▸ **Stored data**:
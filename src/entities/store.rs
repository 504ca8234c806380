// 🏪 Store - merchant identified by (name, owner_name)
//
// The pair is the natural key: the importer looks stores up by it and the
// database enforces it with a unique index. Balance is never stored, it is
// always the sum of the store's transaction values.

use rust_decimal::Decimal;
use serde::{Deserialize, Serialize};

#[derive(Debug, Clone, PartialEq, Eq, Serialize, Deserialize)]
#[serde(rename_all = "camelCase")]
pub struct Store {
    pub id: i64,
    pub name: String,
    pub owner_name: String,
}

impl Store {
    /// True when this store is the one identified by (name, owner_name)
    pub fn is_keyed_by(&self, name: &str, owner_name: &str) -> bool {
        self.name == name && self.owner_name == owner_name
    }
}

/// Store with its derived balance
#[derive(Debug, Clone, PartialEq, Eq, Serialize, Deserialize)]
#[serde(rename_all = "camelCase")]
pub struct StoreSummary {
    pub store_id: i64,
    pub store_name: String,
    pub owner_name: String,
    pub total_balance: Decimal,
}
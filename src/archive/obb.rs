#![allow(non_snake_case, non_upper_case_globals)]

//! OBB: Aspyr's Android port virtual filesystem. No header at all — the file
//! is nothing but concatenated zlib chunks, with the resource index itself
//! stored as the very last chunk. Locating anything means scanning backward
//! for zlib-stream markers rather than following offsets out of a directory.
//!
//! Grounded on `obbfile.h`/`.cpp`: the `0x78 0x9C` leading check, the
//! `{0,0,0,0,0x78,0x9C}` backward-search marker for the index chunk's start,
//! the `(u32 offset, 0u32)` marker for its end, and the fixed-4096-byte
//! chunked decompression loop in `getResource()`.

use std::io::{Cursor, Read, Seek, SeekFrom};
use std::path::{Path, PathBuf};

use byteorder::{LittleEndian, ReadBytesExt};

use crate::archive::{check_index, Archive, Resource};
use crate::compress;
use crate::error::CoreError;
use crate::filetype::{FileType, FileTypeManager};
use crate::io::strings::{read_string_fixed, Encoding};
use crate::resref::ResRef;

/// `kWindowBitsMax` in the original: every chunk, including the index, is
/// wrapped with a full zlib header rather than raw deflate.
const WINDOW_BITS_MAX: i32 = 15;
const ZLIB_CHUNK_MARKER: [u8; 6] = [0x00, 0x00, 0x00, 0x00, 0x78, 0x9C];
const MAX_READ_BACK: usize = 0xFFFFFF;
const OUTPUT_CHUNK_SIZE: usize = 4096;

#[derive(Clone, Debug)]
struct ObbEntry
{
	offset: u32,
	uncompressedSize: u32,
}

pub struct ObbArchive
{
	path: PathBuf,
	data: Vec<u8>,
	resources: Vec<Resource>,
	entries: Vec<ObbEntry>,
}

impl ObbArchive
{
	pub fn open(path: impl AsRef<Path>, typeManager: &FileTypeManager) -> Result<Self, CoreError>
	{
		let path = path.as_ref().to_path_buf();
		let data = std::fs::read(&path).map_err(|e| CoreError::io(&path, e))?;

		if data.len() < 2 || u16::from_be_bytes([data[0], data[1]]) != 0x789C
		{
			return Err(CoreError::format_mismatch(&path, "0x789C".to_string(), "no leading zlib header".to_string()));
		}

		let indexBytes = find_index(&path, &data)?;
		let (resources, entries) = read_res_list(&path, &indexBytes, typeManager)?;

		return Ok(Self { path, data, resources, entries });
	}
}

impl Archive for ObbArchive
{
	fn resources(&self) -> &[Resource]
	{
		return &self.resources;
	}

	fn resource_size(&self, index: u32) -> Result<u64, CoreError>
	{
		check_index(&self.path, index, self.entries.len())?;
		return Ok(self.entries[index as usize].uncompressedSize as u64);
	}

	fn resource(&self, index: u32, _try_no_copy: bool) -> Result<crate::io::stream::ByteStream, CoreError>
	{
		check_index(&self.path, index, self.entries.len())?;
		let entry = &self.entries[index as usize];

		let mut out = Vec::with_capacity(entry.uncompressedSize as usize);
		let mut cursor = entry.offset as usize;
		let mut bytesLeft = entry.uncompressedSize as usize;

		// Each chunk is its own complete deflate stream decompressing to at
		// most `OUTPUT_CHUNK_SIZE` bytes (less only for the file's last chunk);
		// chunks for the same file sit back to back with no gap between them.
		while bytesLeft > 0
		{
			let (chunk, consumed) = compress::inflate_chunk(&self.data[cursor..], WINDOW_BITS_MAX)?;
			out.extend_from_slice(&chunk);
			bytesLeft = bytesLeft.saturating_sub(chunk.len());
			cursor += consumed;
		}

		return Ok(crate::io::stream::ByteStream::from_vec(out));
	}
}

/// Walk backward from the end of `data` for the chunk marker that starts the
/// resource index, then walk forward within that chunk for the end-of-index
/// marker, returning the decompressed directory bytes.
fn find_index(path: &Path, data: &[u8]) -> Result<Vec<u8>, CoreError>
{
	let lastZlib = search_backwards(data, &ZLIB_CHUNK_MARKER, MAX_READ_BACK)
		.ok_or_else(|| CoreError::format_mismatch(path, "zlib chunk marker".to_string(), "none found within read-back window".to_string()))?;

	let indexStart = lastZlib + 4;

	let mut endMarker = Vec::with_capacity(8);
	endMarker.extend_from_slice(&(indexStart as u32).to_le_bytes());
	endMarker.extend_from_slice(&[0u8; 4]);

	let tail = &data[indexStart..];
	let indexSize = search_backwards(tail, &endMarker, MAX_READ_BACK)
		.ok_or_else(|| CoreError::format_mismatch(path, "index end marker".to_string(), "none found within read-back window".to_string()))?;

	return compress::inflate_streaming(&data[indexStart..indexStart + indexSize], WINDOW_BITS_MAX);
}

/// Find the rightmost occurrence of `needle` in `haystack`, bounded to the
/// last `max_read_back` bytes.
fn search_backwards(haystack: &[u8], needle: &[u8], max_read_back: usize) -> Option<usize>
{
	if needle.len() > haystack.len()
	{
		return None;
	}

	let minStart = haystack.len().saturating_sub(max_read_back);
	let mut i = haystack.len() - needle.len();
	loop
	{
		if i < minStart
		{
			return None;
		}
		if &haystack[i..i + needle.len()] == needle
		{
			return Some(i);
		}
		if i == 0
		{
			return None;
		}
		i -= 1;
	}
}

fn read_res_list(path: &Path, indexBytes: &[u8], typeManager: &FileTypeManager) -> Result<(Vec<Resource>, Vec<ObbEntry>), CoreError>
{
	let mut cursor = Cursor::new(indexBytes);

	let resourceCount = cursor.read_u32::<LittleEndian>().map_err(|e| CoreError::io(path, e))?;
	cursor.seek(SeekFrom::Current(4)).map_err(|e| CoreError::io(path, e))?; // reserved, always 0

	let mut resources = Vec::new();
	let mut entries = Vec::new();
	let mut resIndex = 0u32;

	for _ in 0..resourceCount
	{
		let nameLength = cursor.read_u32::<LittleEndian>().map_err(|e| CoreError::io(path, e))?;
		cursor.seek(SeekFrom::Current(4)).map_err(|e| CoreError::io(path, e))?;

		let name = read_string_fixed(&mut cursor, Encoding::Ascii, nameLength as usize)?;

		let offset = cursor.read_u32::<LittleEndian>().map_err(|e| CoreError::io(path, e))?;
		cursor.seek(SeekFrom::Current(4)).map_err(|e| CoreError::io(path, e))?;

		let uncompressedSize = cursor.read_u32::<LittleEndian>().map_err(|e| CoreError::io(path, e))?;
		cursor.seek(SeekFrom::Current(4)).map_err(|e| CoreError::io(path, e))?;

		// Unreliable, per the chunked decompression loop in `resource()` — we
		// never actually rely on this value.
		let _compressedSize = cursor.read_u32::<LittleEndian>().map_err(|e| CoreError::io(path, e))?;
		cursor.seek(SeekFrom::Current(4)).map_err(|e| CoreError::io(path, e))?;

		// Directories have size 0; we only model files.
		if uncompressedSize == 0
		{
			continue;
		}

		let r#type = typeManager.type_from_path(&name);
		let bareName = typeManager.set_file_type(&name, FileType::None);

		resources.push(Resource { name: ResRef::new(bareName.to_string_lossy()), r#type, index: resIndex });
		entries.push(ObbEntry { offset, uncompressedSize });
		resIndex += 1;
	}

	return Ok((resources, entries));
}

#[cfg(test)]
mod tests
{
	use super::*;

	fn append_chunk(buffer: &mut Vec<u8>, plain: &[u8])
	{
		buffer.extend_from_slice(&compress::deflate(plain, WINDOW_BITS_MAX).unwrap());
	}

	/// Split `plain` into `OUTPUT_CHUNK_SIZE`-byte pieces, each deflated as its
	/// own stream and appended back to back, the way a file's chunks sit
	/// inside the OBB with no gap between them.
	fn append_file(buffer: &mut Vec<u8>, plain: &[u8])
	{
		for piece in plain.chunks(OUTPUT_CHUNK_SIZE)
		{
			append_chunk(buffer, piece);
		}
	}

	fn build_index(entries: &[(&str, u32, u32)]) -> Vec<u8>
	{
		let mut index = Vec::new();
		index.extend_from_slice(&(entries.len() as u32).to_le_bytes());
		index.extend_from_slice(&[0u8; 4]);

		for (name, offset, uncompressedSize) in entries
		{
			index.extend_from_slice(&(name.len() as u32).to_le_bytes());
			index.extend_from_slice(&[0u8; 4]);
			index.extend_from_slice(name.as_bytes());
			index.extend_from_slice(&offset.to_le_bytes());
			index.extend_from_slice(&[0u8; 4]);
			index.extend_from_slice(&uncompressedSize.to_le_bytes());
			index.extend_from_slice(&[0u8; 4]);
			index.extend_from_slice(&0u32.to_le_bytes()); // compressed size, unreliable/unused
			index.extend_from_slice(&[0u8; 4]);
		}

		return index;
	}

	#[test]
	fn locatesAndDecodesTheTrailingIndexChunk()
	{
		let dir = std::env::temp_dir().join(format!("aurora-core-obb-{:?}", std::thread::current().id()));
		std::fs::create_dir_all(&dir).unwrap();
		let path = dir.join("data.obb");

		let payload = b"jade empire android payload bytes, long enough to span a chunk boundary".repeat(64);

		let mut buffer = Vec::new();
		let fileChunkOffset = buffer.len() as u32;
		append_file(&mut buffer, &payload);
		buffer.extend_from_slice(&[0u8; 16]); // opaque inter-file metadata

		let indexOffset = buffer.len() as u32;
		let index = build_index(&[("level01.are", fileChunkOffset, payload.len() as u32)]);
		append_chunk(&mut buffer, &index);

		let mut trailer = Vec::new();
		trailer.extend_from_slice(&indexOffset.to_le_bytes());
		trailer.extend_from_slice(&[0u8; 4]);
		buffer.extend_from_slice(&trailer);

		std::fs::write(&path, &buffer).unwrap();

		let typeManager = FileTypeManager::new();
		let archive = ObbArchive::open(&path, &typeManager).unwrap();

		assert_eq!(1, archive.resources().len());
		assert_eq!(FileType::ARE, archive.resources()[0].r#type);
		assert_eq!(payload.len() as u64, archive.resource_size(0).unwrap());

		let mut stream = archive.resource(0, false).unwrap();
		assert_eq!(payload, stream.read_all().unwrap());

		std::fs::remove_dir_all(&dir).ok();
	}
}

▸ **Task directions**: In the entries above, find the line holding "decompressed directory bytes." and the line holding "search_backwards(tail, &endMarker, MAX_READ_BACK)"; print both of them and every line between, exactly, and nothing else.

▸ **Answer for the task**:
/// marker, returning the decompressed directory bytes.
fn find_index(path: &Path, data: &[u8]) -> Result<Vec<u8>, CoreError>
{
	let lastZlib = search_backwards(data, &ZLIB_CHUNK_MARKER, MAX_READ_BACK)
		.ok_or_else(|| CoreError::format_mismatch(path, "zlib chunk marker".to_string(), "none found within read-back window".to_string()))?;

	let indexStart = lastZlib + 4;

	let mut endMarker = Vec::with_capacity(8);
	endMarker.extend_from_slice(&(indexStart as u32).to_le_bytes());
	endMarker.extend_from_slice(&[0u8; 4]);

	let tail = &data[indexStart..];
	let indexSize = search_backwards(tail, &endMarker, MAX_READ_BACK)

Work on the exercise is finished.